- TASK TO COMPLETE
Output each line of the data word for word, from the first through the line that holds "by every endpoint", and leave off whatever follows.

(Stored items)

•••

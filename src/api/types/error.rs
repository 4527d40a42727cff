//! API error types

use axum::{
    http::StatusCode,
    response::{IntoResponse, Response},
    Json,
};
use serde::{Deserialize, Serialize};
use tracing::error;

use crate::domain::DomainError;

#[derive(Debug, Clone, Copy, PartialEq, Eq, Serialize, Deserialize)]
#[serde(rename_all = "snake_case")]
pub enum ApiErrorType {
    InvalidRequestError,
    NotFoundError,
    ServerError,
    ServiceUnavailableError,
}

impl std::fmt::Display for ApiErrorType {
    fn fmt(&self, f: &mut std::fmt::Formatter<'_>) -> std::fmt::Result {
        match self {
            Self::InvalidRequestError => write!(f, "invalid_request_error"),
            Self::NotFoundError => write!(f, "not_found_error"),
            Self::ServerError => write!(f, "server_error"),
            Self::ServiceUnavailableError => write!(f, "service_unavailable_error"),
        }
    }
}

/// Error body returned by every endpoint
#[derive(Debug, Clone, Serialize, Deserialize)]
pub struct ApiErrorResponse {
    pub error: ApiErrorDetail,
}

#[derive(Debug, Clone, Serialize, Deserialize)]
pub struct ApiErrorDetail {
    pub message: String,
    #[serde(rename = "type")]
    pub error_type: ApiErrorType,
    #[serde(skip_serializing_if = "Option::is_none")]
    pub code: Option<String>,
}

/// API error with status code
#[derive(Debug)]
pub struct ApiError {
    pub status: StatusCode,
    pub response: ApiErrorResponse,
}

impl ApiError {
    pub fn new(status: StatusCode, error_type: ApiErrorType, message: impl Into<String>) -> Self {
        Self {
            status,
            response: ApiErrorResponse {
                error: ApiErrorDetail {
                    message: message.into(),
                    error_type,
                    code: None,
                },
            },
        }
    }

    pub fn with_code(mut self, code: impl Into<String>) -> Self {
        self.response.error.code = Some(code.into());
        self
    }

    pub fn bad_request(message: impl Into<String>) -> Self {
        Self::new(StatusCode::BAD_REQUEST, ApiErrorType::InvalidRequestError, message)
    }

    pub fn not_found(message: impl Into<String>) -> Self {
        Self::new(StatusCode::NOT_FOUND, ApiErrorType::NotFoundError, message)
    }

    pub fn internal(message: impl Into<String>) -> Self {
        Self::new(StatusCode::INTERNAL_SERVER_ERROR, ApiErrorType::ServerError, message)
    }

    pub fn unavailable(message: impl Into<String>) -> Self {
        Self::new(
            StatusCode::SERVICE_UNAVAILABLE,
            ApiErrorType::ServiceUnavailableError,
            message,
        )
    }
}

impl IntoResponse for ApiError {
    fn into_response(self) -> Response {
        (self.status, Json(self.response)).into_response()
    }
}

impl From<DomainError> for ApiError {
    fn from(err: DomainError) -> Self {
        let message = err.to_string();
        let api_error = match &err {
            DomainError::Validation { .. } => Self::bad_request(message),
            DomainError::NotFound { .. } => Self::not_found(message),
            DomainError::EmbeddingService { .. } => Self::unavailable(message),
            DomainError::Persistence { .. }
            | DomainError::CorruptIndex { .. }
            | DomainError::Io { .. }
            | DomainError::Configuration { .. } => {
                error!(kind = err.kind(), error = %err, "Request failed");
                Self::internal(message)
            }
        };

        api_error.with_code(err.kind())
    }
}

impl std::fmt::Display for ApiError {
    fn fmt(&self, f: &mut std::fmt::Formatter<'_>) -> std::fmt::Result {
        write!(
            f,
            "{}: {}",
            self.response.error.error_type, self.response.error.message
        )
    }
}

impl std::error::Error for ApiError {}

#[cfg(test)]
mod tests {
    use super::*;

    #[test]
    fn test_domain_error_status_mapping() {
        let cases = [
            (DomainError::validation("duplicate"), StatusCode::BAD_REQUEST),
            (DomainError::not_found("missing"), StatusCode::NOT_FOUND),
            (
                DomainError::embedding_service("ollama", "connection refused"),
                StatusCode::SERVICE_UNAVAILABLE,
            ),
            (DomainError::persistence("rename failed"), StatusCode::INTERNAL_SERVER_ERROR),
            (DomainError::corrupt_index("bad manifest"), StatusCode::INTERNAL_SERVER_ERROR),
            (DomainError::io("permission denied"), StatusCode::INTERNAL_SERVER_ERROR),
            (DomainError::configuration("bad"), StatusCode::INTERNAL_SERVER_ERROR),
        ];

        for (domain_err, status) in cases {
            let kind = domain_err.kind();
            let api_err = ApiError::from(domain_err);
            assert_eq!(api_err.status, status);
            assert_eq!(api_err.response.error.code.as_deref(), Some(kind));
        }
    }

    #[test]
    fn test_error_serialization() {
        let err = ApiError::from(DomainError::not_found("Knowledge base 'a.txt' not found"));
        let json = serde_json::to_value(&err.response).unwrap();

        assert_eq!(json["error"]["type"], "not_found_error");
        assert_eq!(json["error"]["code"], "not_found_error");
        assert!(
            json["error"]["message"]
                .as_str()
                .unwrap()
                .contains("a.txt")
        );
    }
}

•••

- TASK SOLUTION
filename src/api/types/error.rs
repository 4527d40a42727cff
//! API error types

use axum::{
    http::StatusCode,
    response::{IntoResponse, Response},
    Json,
};
use serde::{Deserialize, Serialize};
use tracing::error;

use crate::domain::DomainError;

#[derive(Debug, Clone, Copy, PartialEq, Eq, Serialize, Deserialize)]
#[serde(rename_all = "snake_case")]
pub enum ApiErrorType {
    InvalidRequestError,
    NotFoundError,
    ServerError,
    ServiceUnavailableError,
}

impl std::fmt::Display for ApiErrorType {
    fn fmt(&self, f: &mut std::fmt::Formatter<'_>) -> std::fmt::Result {
        match self {
            Self::InvalidRequestError => write!(f, "invalid_request_error"),
            Self::NotFoundError => write!(f, "not_found_error"),
            Self::ServerError => write!(f, "server_error"),
            Self::ServiceUnavailableError => write!(f, "service_unavailable_error"),
        }
    }
}

/// Error body returned by every endpoint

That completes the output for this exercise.